Austin Community College Seeks to Spur Industry Growth with Fashion Incubator

Austin Community College in Texas has launched an innovative Fashion Incubator with the goal of creating a real-to-industry learning environment in partnership with the City of Austin, Gerber Technology, and others.

December 17, 2018
Austin Community College
Austin Community College

Nina Means is a rising star in fashion design. She earned an international fashion degree from the Fashion Institute of Technology (FIT) in New York, has studied in Florence, Italy, has designed for major brands, and has her own clothing brand called Nina Means. Now she has embarked on an even more challenging project: Director for the Austin Community College Fashion Incubator.

Nina MeansNina Means

The College has one other incubator—in the biosciences—and the two will collaborate as well as operate independently of each other. More on that later. But based on the bioscience success, the City of Austin approached the College to explore the creation of a brand-new venture, the Fashion Incubator. Nina’s goal as Director is to lead the strategy and development of an instruction-centric fashion incubator, reaching students, emergent fashion designers, and the local industry. The City identified fashion as a major growth industry for the area. Austin, Tex., is probably not the first place you think of when considering the fashion industry; but Means notes that the fashion industry was responsible for $86 million in industry impact there in 2013, and there are more than 1,300 fashion jobs in the area, people that consider themselves actively engaged in fashion. However, it is highly fragmented, and another goal of this project would be to create synergy among those now-fragmented silos of industry influence through a space that serves as an anchor for a new industry.

To get the ball rolling, the City of Austin is helping with some of the infrastructure for the Incubator, located in the old Highland Mall, to the tune of some $300,000 plus in-kind services. The incubator is also benefiting from an academic lease contract that brings its monetary investment down to roughly $150,000 over three years, an amount that is covered by City of Austin Economic Development initiatives. As in many communities, this Austin mall fell on hard times, and the Fashion Incubator offers a version of retail resurrection that can provide a good model for other communities to follow. 

The project also attracted interest from a number of other sponsors, most notably Gerber Technology, who has agreed to provide some $13 million in state-of-the-art garment manufacturing equipment, software, training, and support. With this donation, the Fashion Incubator will be able to address the complete design-to-consumer cycle.20181112Textiles Austin Community College Fashion Incubator2Hires


The project is looking to attract students, including through dual-credit programs with local high schools. Another aspect of the project will be continuing education for area fashion professionals, including training and certification in the industry’s latest technology. Means expects about 100 students in continuing education at any point in time, providing the base. She expects between 50 to 75 students participating in the program for credit starting in Fall 2019. Austin Community CollegeAustin Community College


The final prong of the project—the basis of its name—is the incubation of up to 20 businesses that genuinely want to leverage the Incubator to scale themselves and that are positioned to develop higher-end products that will enable their businesses to be successful and profitable. The businesses will be located on-site and have access to both the school’s network of mentors and technology that reduces friction to market. Means anticipates that the incubator aspect will be like a 12- to 18-month boot camp, during which these businesses should have gone through at least three development cycles, as well as gained knowledge about operating a business, including finance, marketing, and other expertise that a successful business needs.

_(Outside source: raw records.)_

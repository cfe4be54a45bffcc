//! Logging-based progress handler

use super::{ProgressEvent, ProgressHandler};
use tracing::{debug, info, warn};

/// Handler that logs progress events using tracing
#[derive(Debug, Default, Clone, Copy)]
pub struct LoggingHandler;

impl ProgressHandler for LoggingHandler {
    fn on_progress(&self, event: &ProgressEvent) {
        match event {
            ProgressEvent::Started {
                request_len,
                has_repository,
            } => {
                info!(request_len, has_repository, "Starting deployment pipeline");
            }
            ProgressEvent::IntentExtracted {
                app_type,
                cloud_provider,
                deployment_mode,
            } => {
                info!(
                    app_type = %app_type,
                    cloud = %cloud_provider,
                    mode = %deployment_mode,
                    "Intent extracted"
                );
            }
            ProgressEvent::RepositoryFetched { source, fetch_time } => {
                info!(
                    source = %source,
                    fetch_time_ms = fetch_time.as_millis(),
                    "Repository ready"
                );
            }
            ProgressEvent::RepositoryUnavailable { locator, reason } => {
                warn!(
                    locator = %locator,
                    reason = %reason,
                    "Repository unavailable, continuing with intent only"
                );
            }
            ProgressEvent::InspectionComplete {
                files_scanned,
                framework,
                port,
                dependencies,
            } => {
                info!(
                    files_scanned,
                    framework = framework.as_deref().unwrap_or("none"),
                    port = ?port,
                    dependencies,
                    "Repository inspection complete"
                );
            }
            ProgressEvent::ConfigMerged {
                app_type,
                port,
                refined,
            } => {
                if *refined {
                    info!(app_type = %app_type, port, "Configuration refined by repository evidence");
                } else {
                    debug!(app_type = %app_type, port, "Configuration unchanged by merge");
                }
            }
            ProgressEvent::ArtifactsGenerated {
                artifacts,
                limitations,
            } => {
                if *limitations > 0 {
                    warn!(artifacts, limitations, "Artifacts generated with known limitations");
                } else {
                    info!(artifacts, "Artifacts generated");
                }
            }
            ProgressEvent::Completed {
                degraded,
                total_time,
            } => {
                if *degraded {
                    warn!(
                        total_time_ms = total_time.as_millis(),
                        "Pipeline complete (degraded)"
                    );
                } else {
                    info!(total_time_ms = total_time.as_millis(), "Pipeline complete");
                }
            }
        }
    }
}
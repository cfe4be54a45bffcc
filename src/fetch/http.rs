use super::archive::{self, UNPACK_RATIO};
use super::{FetchConfig, FetchError, FetchedRepository, RepositoryFetcher, RepositoryLocator};
use std::io::Read;
use tempfile::TempDir;
use tracing::{debug, info, warn};

/// Downloads tarballs and ZIP archives over HTTP(S) with a blocking client.
///
/// Local locators are handed back as-is, so this is the only fetcher the
/// binary needs.
pub struct HttpArchiveFetcher {
    client: reqwest::blocking::Client,
    config: FetchConfig,
}

impl HttpArchiveFetcher {
    pub fn new(config: FetchConfig) -> Result<Self, FetchError> {
        let client = reqwest::blocking::Client::builder()
            .timeout(config.timeout)
            .user_agent(concat!(env!("CARGO_PKG_NAME"), "/", env!("CARGO_PKG_VERSION")))
            .build()
            .map_err(|source| FetchError::Network {
                url: String::new(),
                source,
            })?;
        Ok(Self::with_client(client, config))
    }

    /// Uses a preconfigured client; its own timeout takes precedence.
    pub fn with_client(client: reqwest::blocking::Client, config: FetchConfig) -> Self {
        Self { client, config }
    }

    pub fn config(&self) -> &FetchConfig {
        &self.config
    }

    fn classify(&self, url: &str, err: reqwest::Error) -> FetchError {
        if err.is_timeout() {
            FetchError::Timeout {
                url: url.to_string(),
                secs: self.config.timeout.as_secs(),
            }
        } else {
            FetchError::Network {
                url: url.to_string(),
                source: err,
            }
        }
    }

    /// Downloads `url` into memory, enforcing the archive ceiling both on the
    /// advertised `Content-Length` and on the bytes actually received.
    pub fn download(&self, url: &str) -> Result<Vec<u8>, FetchError> {
        let limit = self.config.max_archive_bytes;
        debug!(url, limit, "Downloading archive");

        let response = self
            .client
            .get(url)
            .send()
            .map_err(|e| self.classify(url, e))?;

        let status = response.status();
        if !status.is_success() {
            return Err(FetchError::HttpStatus {
                url: url.to_string(),
                status: status.as_u16(),
            });
        }

        if let Some(advertised) = response.content_length() {
            if advertised > limit {
                return Err(FetchError::TooLarge {
                    limit,
                    actual: advertised,
                });
            }
        }

        let mut body = Vec::new();
        response
            .take(limit.saturating_add(1))
            .read_to_end(&mut body)
            .map_err(|e| {
                if e.kind() == std::io::ErrorKind::TimedOut {
                    FetchError::Timeout {
                        url: url.to_string(),
                        secs: self.config.timeout.as_secs(),
                    }
                } else {
                    FetchError::Io(e)
                }
            })?;

        let received = body.len() as u64;
        if received > limit {
            return Err(FetchError::TooLarge {
                limit,
                actual: received,
            });
        }

        debug!(url, bytes = received, "Downloaded archive");
        Ok(body)
    }

    fn fetch_remote(&self, locator: &RepositoryLocator) -> Result<FetchedRepository, FetchError> {
        let urls = locator.archive_urls(&self.config.github_base);
        let mut last_error = None;

        for (i, url) in urls.iter().enumerate() {
            let has_fallback = i + 1 < urls.len();
            match self.download(url) {
                Ok(data) => {
                    let workdir = TempDir::new()?;
                    let max_unpacked = self.config.max_archive_bytes.saturating_mul(UNPACK_RATIO);
                    let root = archive::unpack(&data, url, workdir.path(), max_unpacked)?;
                    info!(source = %url, root = %root.display(), "Repository fetched");
                    return Ok(FetchedRepository::unpacked(root, url.clone(), workdir));
                }
                Err(FetchError::HttpStatus { status: 404, .. }) if has_fallback => {
                    warn!(url = %url, "Archive not found, trying next branch");
                    last_error = Some(FetchError::HttpStatus {
                        url: url.clone(),
                        status: 404,
                    });
                }
                Err(err) => return Err(err),
            }
        }

        Err(last_error.unwrap_or_else(|| {
            FetchError::InvalidLocator(format!("no download URL for {locator}"))
        }))
    }
}

impl RepositoryFetcher for HttpArchiveFetcher {
    fn fetch(&self, locator: &RepositoryLocator) -> Result<FetchedRepository, FetchError> {
        match locator {
            RepositoryLocator::LocalPath(path) => {
                if !path.is_dir() {
                    return Err(FetchError::InvalidLocator(format!(
                        "{} is not a directory",
                        path.display()
                    )));
                }
                debug!(path = %path.display(), "Using local repository");
                Ok(FetchedRepository::local(path.clone()))
            }
            remote => self.fetch_remote(remote),
        }
    }
}

#[cfg(test)]
mod tests {
    use super::*;
    use crate::fetch::archive::tests::{tar_gz, zip_bytes};
    use std::io::{BufRead, BufReader, Write};
    use std::net::TcpListener;
    use std::thread::JoinHandle;
    use std::time::Duration;

    /// Serves each canned response on its own connection, then exits.
    fn serve(responses: Vec<Vec<u8>>) -> (String, JoinHandle<Vec<String>>) {
        let listener = TcpListener::bind("127.0.0.1:0").unwrap();
        let base = format!("http://{}", listener.local_addr().unwrap());
        let handle = std::thread::spawn(move || {
            let mut paths = Vec::new();
            for response in responses {
                let (mut stream, _) = listener.accept().unwrap();
                let mut reader = BufReader::new(stream.try_clone().unwrap());
                let mut request_line = String::new();
                reader.read_line(&mut request_line).unwrap();
                paths.push(request_line.split_whitespace().nth(1).unwrap_or("").to_string());
                loop {
                    let mut line = String::new();
                    if reader.read_line(&mut line).unwrap() == 0 || line == "\r\n" {
                        break;
                    }
                }
                stream.write_all(&response).unwrap();
                stream.flush().unwrap();
            }
            paths
        });
        (base, handle)
    }

    fn http_response(status: &str, body: &[u8]) -> Vec<u8> {
        let mut out = format!(
            "HTTP/1.1 {status}\r\nContent-Length: {}\r\nConnection: close\r\n\r\n",
            body.len()
        )
        .into_bytes();
        out.extend_from_slice(body);
        out
    }

    fn fetcher(github_base: &str, max_archive_bytes: u64) -> HttpArchiveFetcher {
        let config = FetchConfig {
            timeout: Duration::from_secs(5),
            max_archive_bytes,
            github_base: github_base.to_string(),
        };
        // loopback servers must not be routed through an ambient proxy
        let client = reqwest::blocking::Client::builder()
            .timeout(config.timeout)
            .no_proxy()
            .build()
            .unwrap();
        HttpArchiveFetcher::with_client(client, config)
    }

    #[test]
    fn test_fetch_archive() {
        let archive = tar_gz(&[("app-main/requirements.txt", "flask\n")]);
        let (base, server) = serve(vec![http_response("200 OK", &archive)]);
        let locator = RepositoryLocator::Archive {
            url: format!("{base}/app.tar.gz"),
        };

        let repo = fetcher(&base, 1 << 20).fetch(&locator).unwrap();
        assert!(repo.is_temporary());
        assert!(repo.root().join("requirements.txt").is_file());
        assert_eq!(server.join().unwrap(), vec!["/app.tar.gz"]);
    }

    #[test]
    fn test_fetch_zip_archive() {
        let archive = zip_bytes(&[
            ("app-1.0/requirements.txt", "django\n"),
            ("app-1.0/manage.py", ""),
        ]);
        let (base, server) = serve(vec![http_response("200 OK", &archive)]);
        let locator = RepositoryLocator::parse(&format!("{base}/downloads/app.zip")).unwrap();

        let repo = fetcher(&base, 1 << 20).fetch(&locator).unwrap();
        assert!(repo.is_temporary());
        assert!(repo.root().ends_with("app-1.0"));
        assert!(repo.root().join("requirements.txt").is_file());
        assert_eq!(server.join().unwrap(), vec!["/downloads/app.zip"]);
    }

    #[test]
    fn test_github_falls_back_to_master() {
        let archive = tar_gz(&[("shop-master/package.json", "{}")]);
        let (base, server) = serve(vec![
            http_response("404 Not Found", b""),
            http_response("200 OK", &archive),
        ]);
        let locator = RepositoryLocator::GitHub {
            owner: "acme".to_string(),
            repo: "shop".to_string(),
            branch: None,
        };

        let repo = fetcher(&base, 1 << 20).fetch(&locator).unwrap();
        assert!(repo.root().join("package.json").is_file());
        assert_eq!(
            server.join().unwrap(),
            vec![
                "/acme/shop/archive/refs/heads/main.tar.gz",
                "/acme/shop/archive/refs/heads/master.tar.gz"
            ]
        );
    }

    #[test]
    fn test_http_error_status() {
        let (base, server) = serve(vec![http_response("500 Internal Server Error", b"")]);
        let locator = RepositoryLocator::Archive {
            url: format!("{base}/app.tar.gz"),
        };
        let err = fetcher(&base, 1 << 20).fetch(&locator).unwrap_err();
        assert!(matches!(err, FetchError::HttpStatus { status: 500, .. }));
        server.join().unwrap();
    }

    #[test]
    fn test_content_length_over_limit() {
        let body = vec![0u8; 4096];
        let (base, server) = serve(vec![http_response("200 OK", &body)]);
        let locator = RepositoryLocator::Archive {
            url: format!("{base}/big.tar.gz"),
        };
        let err = fetcher(&base, 1024).fetch(&locator).unwrap_err();
        assert!(matches!(
            err,
            FetchError::TooLarge {
                limit: 1024,
                actual: 4096
            }
        ));
        let _ = server.join();
    }

    #[test]
    fn test_refused_connection_is_a_network_error() {
        let listener = TcpListener::bind("127.0.0.1:0").unwrap();
        let addr = listener.local_addr().unwrap();
        drop(listener);

        let locator = RepositoryLocator::Archive {
            url: format!("http://{addr}/app.tar.gz"),
        };
        let err = fetcher("http://127.0.0.1:9", 1 << 20)
            .fetch(&locator)
            .unwrap_err();
        assert!(matches!(err, FetchError::Network { .. }), "got {err:?}");
    }

    #[test]
    fn test_local_path_is_used_in_place() {
        let dir = tempfile::TempDir::new().unwrap();
        let locator = RepositoryLocator::LocalPath(dir.path().to_path_buf());
        let repo = fetcher(GITHUB_BASE_FOR_TESTS, 1 << 20).fetch(&locator).unwrap();
        assert_eq!(repo.root(), dir.path());
        assert!(!repo.is_temporary());
    }

    const GITHUB_BASE_FOR_TESTS: &str = "http://127.0.0.1:9";
}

All participants will be working side-by-side with real industry veterans, and for students, the goal is to have them graduate with real-world skills, ready to jump into an industry job, including learning how to make a Tech Pack, the instruction set a designer provides to a manufacturer to actually produce the garments.

It's an ambitious project, with a soft launch that has already occurred and a grand opening planned for early 2019. Designers-in-residence will begin in January.

In terms of collaboration with the Bioscience Incubator, the parties are looking at what each offers and where there can be overlap. There is opportunity also for a co-residency between bioscience and fashion. To this end, they are seeking to work with tech and apparel brands like Under Armour, who have an Austin presence, and are willing to sponsor research fellowships.

As part of its real-world education and as an extra funding source, the Fashion Incubator will also offer sample making as a service for local businesses, who may not have the digital infrastructure for affordably creating samples.

It will be fascinating to follow the progress of this inspirational project. It accomplishes so many things: repurposing retail space that might otherwise just be an eyesore; providing students and industry professionals with the real-world skills they need to get jobs in an industry that is increasingly more automated and technical; and incubating businesses that can drive prosperity in the Austin area. Other U.S. cities should take note and follow suit!